The middle order - Don picks himself, the easiest selection on this list. His class and ability is followed by the purity and technique of Sachin Tendulkar and the cavalier and panache of Viv Richards. The middle order definitely packs a punch! For the left handed variety, I did consider Lara but Sachin & Viv possessed tighter techniques than the Trinidadian master and if there was a spot for a fourth man in the middle order, the choice would definitely been between Lara and Hammond.

All rounder - The all rounder slot goes to Sobers, perhaps the easiest choice for me after the Don. Besides his great batting, he would be a potential opening bowler and coming back with the older ball to bowl a selection of Chinamen and and sharp cutters. Awesome talent. Kallis may be a statistical match for Sobers but he is yet to have the presence Sobers had, Imran, Kapil, Botham and Hadlee all fall short of the Sobers mark and while Miller was the darling of a generation of Aussies, he loses out to the impact and consistency of Sobers.

Wicket keeper - This was another difficult choice, the debate was not just on the person but more on the KIND of person one needs for a team teeming with class. Does one need to be a good wicketkeeper AND a good batsman? Would the wicket keeper really be required to bat? After all, how often do you think bowlers would be able to get past Hobbs, Gavaskar, Don, Sachin & Viv? In the end, I thought I should chose a wicketkeeper who rarely dropped a catch, kept to the spin of Warne, the bounce of McGrath and the pace of Lee effectively & revolutionized the concept of a wicketkeeper-batsman - Adam Gilchrist. He may not perhaps be as good a wicketkeeper as Tallon whom the Don reckoned to be the best or a Knott who remains my favorite keeper (keeping to Underwood on a difficult wicket would probably qualify for the most difficult job in cricket) but he was effective and imagine a counterattacking innings from Viv and Adam together - a sight for the Gods.

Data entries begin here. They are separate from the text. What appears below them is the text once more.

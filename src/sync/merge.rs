//! Three-way merge (§4.7): per-path case analysis between a common ancestor
//! (`base`) and two divergent trees (`ours`, `theirs`).
//!
//! Blobs are merged whole — a path's content is taken from one side or the
//! other, never line-merged — since a document is a single JSON value with
//! no sub-path structure the engine understands.

use std::collections::BTreeMap;

use gitddb_git::{ChangeType, DiffEntry, GitOid, GitRepo, TreeEdit};

use crate::config::ConflictResolutionStrategy;
use crate::error::Error;

/// Which kind of write a conflict's resolution ended up applying.
#[derive(Clone, Copy, Debug, PartialEq, Eq)]
pub enum ConflictOperation {
    /// The winning side's content was written (case 4: both modified).
    Put,
    /// The winning side's deletion was applied (case 11: removed vs. changed).
    Delete,
}

/// A path that changed on both sides of a merge and needed a policy decision.
#[derive(Clone, Debug, PartialEq, Eq)]
pub struct Conflict {
    /// The path that conflicted (collection-prefixed, as stored in the tree).
    pub id: String,
    /// The policy applied to resolve it.
    pub strategy: ConflictResolutionStrategy,
    /// What the resolution did.
    pub operation: ConflictOperation,
}

/// Outcome of [`three_way_merge`].
pub struct MergeOutcome {
    /// The merged tree.
    pub tree: GitOid,
    /// Paths resolved by taking `ours`'s side with no conflict.
    pub ours_only: Vec<String>,
    /// Paths resolved by taking `theirs`'s side with no conflict.
    pub theirs_only: Vec<String>,
    /// Paths that changed on both sides and needed `strategy` to resolve.
    pub conflicts: Vec<Conflict>,
}

/// Merge `ours` and `theirs` against their common ancestor `base` (`None` for
/// an unborn repository, though `trySync` never calls this without a base).
///
/// # Errors
/// Propagates any [`GitRepo`] failure reading or writing tree objects.
pub fn three_way_merge(
    git: &dyn GitRepo,
    base: Option<GitOid>,
    ours: GitOid,
    theirs: GitOid,
    strategy: ConflictResolutionStrategy,
) -> Result<MergeOutcome, Error> {
    let ours_diff = diff_by_path(git, base, ours)?;
    let theirs_diff = diff_by_path(git, base, theirs)?;

    let mut paths: Vec<&String> = ours_diff.keys().chain(theirs_diff.keys()).collect();
    paths.sort();
    paths.dedup();

    let mut edits = Vec::new();
    let mut ours_only = Vec::new();
    let mut theirs_only = Vec::new();
    let mut conflicts = Vec::new();

    for path in paths {
        let ours_entry = ours_diff.get(path);
        let theirs_entry = theirs_diff.get(path);

        match (ours_entry, theirs_entry) {
            // case 1 / other: only theirs touched this path, accept theirs.
            (None, Some(theirs_entry)) => {
                apply_side(&mut edits, path, theirs_entry);
                theirs_only.push(path.clone());
            }
            // case 2 / other: only ours touched this path; the working tree
            // (built from `ours`) already has the right content.
            (Some(_), None) => {
                ours_only.push(path.clone());
            }
            (Some(o), Some(t)) => {
                if o.new_oid == t.new_oid && o.change_type == t.change_type {
                    // Both sides made the identical change; no conflict.
                    ours_only.push(path.clone());
                } else if o.change_type == ChangeType::Deleted || t.change_type == ChangeType::Deleted {
                    // case 11: removed on one side, changed on the other.
                    let winner = match strategy {
                        ConflictResolutionStrategy::Ours => o,
                        ConflictResolutionStrategy::Theirs => t,
                    };
                    apply_side(&mut edits, path, winner);
                    conflicts.push(Conflict {
                        id: path.clone(),
                        strategy,
                        operation: if winner.change_type == ChangeType::Deleted {
                            ConflictOperation::Delete
                        } else {
                            ConflictOperation::Put
                        },
                    });
                } else {
                    // case 4: changed on both sides with unequal contents.
                    let winner = match strategy {
                        ConflictResolutionStrategy::Ours => o,
                        ConflictResolutionStrategy::Theirs => t,
                    };
                    apply_side(&mut edits, path, winner);
                    conflicts.push(Conflict {
                        id: path.clone(),
                        strategy,
                        operation: ConflictOperation::Put,
                    });
                }
            }
            (None, None) => unreachable!("path came from one of the two diffs"),
        }
    }

    let tree = if edits.is_empty() { ours } else { git.edit_tree(ours, &edits)? };

    Ok(MergeOutcome { tree, ours_only, theirs_only, conflicts })
}

fn diff_by_path(git: &dyn GitRepo, base: Option<GitOid>, side: GitOid) -> Result<BTreeMap<String, DiffEntry>, Error> {
    Ok(git
        .diff_trees(base, side)?
        .into_iter()
        .map(|e| (e.path.clone(), e))
        .collect())
}

fn apply_side(edits: &mut Vec<TreeEdit>, path: &str, entry: &DiffEntry) {
    match entry.change_type {
        ChangeType::Deleted => edits.push(TreeEdit::Remove { path: path.to_owned() }),
        _ => edits.push(TreeEdit::Upsert {
            path: path.to_owned(),
            mode: entry.new_mode.unwrap_or(gitddb_git::EntryMode::Blob),
            oid: entry.new_oid,
        }),
    }
}

#[cfg(test)]
mod tests {
    use super::*;
    use gitddb_git::{EntryMode, GixRepo};
    use tempfile::tempdir;

    fn repo() -> (tempfile::TempDir, GixRepo) {
        let dir = tempdir().unwrap();
        let init = GixRepo::init(dir.path()).unwrap();
        init.write_config("user.name", "t").unwrap();
        init.write_config("user.email", "t@t").unwrap();
        let repo = GixRepo::open_at(dir.path()).unwrap();
        (dir, repo)
    }

    fn blob(git: &dyn GitRepo, content: &str) -> GitOid {
        git.write_blob(content.as_bytes()).unwrap()
    }

    fn tree(git: &dyn GitRepo, entries: &[(&str, GitOid)]) -> GitOid {
        let edits: Vec<TreeEdit> = entries
            .iter()
            .map(|(path, oid)| TreeEdit::Upsert {
                path: (*path).to_owned(),
                mode: EntryMode::Blob,
                oid: *oid,
            })
            .collect();
        let empty = git.write_tree(&[]).unwrap();
        git.edit_tree(empty, &edits).unwrap()
    }

    #[test]
    fn disjoint_adds_both_accepted_without_conflict() {
        let (_dir, git) = repo();
        let a = blob(&git, "a");
        let b = blob(&git, "b");
        let base = git.write_tree(&[]).unwrap();
        let ours = tree(&git, &[("x.json", a)]);
        let theirs = tree(&git, &[("y.json", b)]);

        let outcome =
            three_way_merge(&git, Some(base), ours, theirs, ConflictResolutionStrategy::Ours).unwrap();
        assert!(outcome.conflicts.is_empty());
        assert_eq!(outcome.theirs_only, vec!["y.json".to_owned()]);
        let entries = git.read_tree(outcome.tree).unwrap();
        assert_eq!(entries.len(), 2);
    }

    #[test]
    fn conflicting_edits_resolve_by_strategy() {
        let (_dir, git) = repo();
        let base_blob = blob(&git, "base");
        let ours_blob = blob(&git, "ours");
        let theirs_blob = blob(&git, "theirs");
        let base = tree(&git, &[("x.json", base_blob)]);
        let ours = tree(&git, &[("x.json", ours_blob)]);
        let theirs = tree(&git, &[("x.json", theirs_blob)]);

        let outcome =
            three_way_merge(&git, Some(base), ours, theirs, ConflictResolutionStrategy::Theirs).unwrap();
        assert_eq!(outcome.conflicts.len(), 1);
        assert_eq!(outcome.conflicts[0].operation, ConflictOperation::Put);
        let entries = git.read_tree(outcome.tree).unwrap();
        assert_eq!(entries[0].oid, theirs_blob);
    }

    #[test]
    fn delete_vs_modify_is_a_conflict() {
        let (_dir, git) = repo();
        let base_blob = blob(&git, "base");
        let theirs_blob = blob(&git, "theirs");
        let base = tree(&git, &[("x.json", base_blob)]);
        let ours = git.write_tree(&[]).unwrap(); // ours deleted x.json
        let theirs = tree(&git, &[("x.json", theirs_blob)]);

        let outcome =
            three_way_merge(&git, Some(base), ours, theirs, ConflictResolutionStrategy::Theirs).unwrap();
        assert_eq!(outcome.conflicts.len(), 1);
        let entries = git.read_tree(outcome.tree).unwrap();
        assert_eq!(entries[0].oid, theirs_blob);
    }
}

Fast bowlers - The left arm seamer picks himself - Wasim Akram is quite simply the finest bowler I have had the privilege to watch - in real life or on TV. The graceful, short run to the wicket and the astonishing swift arm action packed everything one could ask for - away swing, in swing, in dipper, cutter, a brutal bouncer, toe crushing yorker & all delivered with barely a noticeable change in action. The right arm fast bowler was a very difficult choice indeed and I had a whole galaxy of greats whom I had watched to chose from - the West Indian greats Holding and Marshall, Aussies Lillie and McGrath, it was indeed a very difficult choice. In the end however, I have gone with someone whom I never watched - he plied his trade a century before I was born - Sydney Barnes. Well, I could not argue with 189 wickets in 27 tests at 16.43 - he is almost the Bradman of bowlers.

Spinners - for a balanced team, I considered selecting two very different spinners - one essentially a leg break, fastish spinner and another a off break, loopy one. Bill O Reilly makes the cut as the leg spinner of choice - well Shane Warne comes close but I could not argue with the Don, who reckoned Bill - Tiger to most - to be the finest spinner he has seen or played against. For the offspinner, I chose Prasanna, more of a chess player than a cricketer, a man with a great action, temperament and talent. Almost all the great players who played him at his peak in the late sixties reckoned he was the finest spinner they had faced and I don't intend to commence arguing with Sobers, Tony Greig and Ian Chappell.

Now thats my dream team & one of the little points which comes to my mind as I peruse this list is the quality of catching and fielding - imagine a slip consisting of Gavaskar at first, Sobers at second, the Don at third, Hobbs at fourth and Viv at gully - I am sure one ball will not pass through those hands!